〈シグナル〉話題化に必要な本質的価値
2023年7月からTBS系で放送された、堺雅人さん主演のテレビドラマ「VIVANT」(ヴィヴァン)は、23年夏ドラマの中で最も多くの人に視聴された作品となった。注目は、初回視聴率こそ11.5%だったが、SNSなどで話題になって、最終回は19.6%まで数字を伸ばしたことだ。
なぜ、「VIVANT」は話題化に成功したのか。要因には、豪華キャストや海外ロケなど、制作費をしっかりかけたことが挙げられている。視聴者の予想を裏切るストーリー展開で考察する人が増え、放送日以外も話題になったことも追い風になったそうだ。ただ、最も重要な基盤は、堺雅人さんの演技力だったのではないか。
堺さんのことは、学生時代に大学構内でよく見かけた。劇団メンバーと体力トレーニングや発声練習を日々繰り返しており、舞台では圧倒的な存在感と演技力を発揮していた。劇団の友人に、堺さんは生活費を切り詰めるため醤油味の白米をおかずに白米を食べていると聞いて驚いたが、そんな苦労を感じさせず、舞台を観た人間は“この人はきっと有名になる”と噂していた。
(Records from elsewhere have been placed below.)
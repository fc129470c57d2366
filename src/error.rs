//! Errors produced while building face interpolation operators.
use std::collections::TryReserveError;
use std::fmt;
use std::fmt::{Display, Formatter};

/// Coarse classification of a [`FaceInterpolationError`].
///
/// `Configuration` errors indicate an inconsistency between the solver configuration, the
/// boundary condition catalog and the mesh. They cannot be fixed by retrying and the run should
/// be aborted. `Numerical` errors mean that the weak system of a particular face could not be
/// solved, so the operators of that face are unusable.
#[derive(Debug, Copy, Clone, PartialEq, Eq, Hash)]
pub enum ErrorKind {
    Memory,
    Configuration,
    Numerical,
}

/// Library-wide error type.
#[derive(Debug, Clone, PartialEq, Eq)]
#[non_exhaustive]
pub enum FaceInterpolationError {
    /// A buffer could not be allocated.
    Memory {
        /// Name of the buffer that could not be obtained.
        buffer: &'static str,
        /// Number of entries that were requested.
        len: usize,
    },
    /// The face-local basis enumeration did not produce the analytically expected number of
    /// monomials.
    BasisCountMismatch {
        variable: usize,
        expected: usize,
        enumerated: usize,
    },
    /// The weak interpolation system of a variable is singular or numerically rank deficient.
    SingularSystem { variable: usize },
    /// The face normal does not define an invertible rotation.
    DegenerateNormal,
    /// A face needs more scratch space than the workspace was sized for.
    WorkspaceTooSmall {
        what: &'static str,
        required: usize,
        capacity: usize,
    },
    /// The configuration, the condition catalog or the mesh data are inconsistent.
    InvalidConfiguration(String),
}

impl FaceInterpolationError {
    pub fn kind(&self) -> ErrorKind {
        match self {
            Self::Memory { .. } => ErrorKind::Memory,
            Self::SingularSystem { .. } | Self::DegenerateNormal => ErrorKind::Numerical,
            Self::BasisCountMismatch { .. } | Self::WorkspaceTooSmall { .. } | Self::InvalidConfiguration(_) => {
                ErrorKind::Configuration
            }
        }
    }

    pub(crate) fn memory(buffer: &'static str, len: usize) -> impl FnOnce(TryReserveError) -> Self {
        move |_| Self::Memory { buffer, len }
    }
}

impl Display for FaceInterpolationError {
    fn fmt(&self, f: &mut Formatter<'_>) -> fmt::Result {
        match self {
            Self::Memory { buffer, len } => {
                write!(f, "Failed to allocate {len} entries for buffer `{buffer}`")
            }
            Self::BasisCountMismatch {
                variable,
                expected,
                enumerated,
            } => write!(
                f,
                "Mismatched number of interpolation bases for variable {variable}: \
                 expected {expected}, enumerated {enumerated}"
            ),
            Self::SingularSystem { variable } => {
                write!(f, "Interpolation system for variable {variable} is singular")
            }
            Self::DegenerateNormal => write!(f, "Face normal does not define an invertible rotation"),
            Self::WorkspaceTooSmall {
                what,
                required,
                capacity,
            } => write!(
                f,
                "Workspace too small: {what} requires {required}, but the workspace holds {capacity}"
            ),
            Self::InvalidConfiguration(msg) => write!(f, "Invalid configuration: {msg}"),
        }
    }
}

impl std::error::Error for FaceInterpolationError {}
食品業界を取材していると、商品担当者から斬新なアイデアによりSNSで話題化したいという声をよく聞く。ただ、人々が話題にする基盤には、ドラマにおける役者の演技のように、本質価値が認められる必要がある。食品であれば本当のおいしさの追求か。徐々にでも話題化される商品が増えることを期待したい。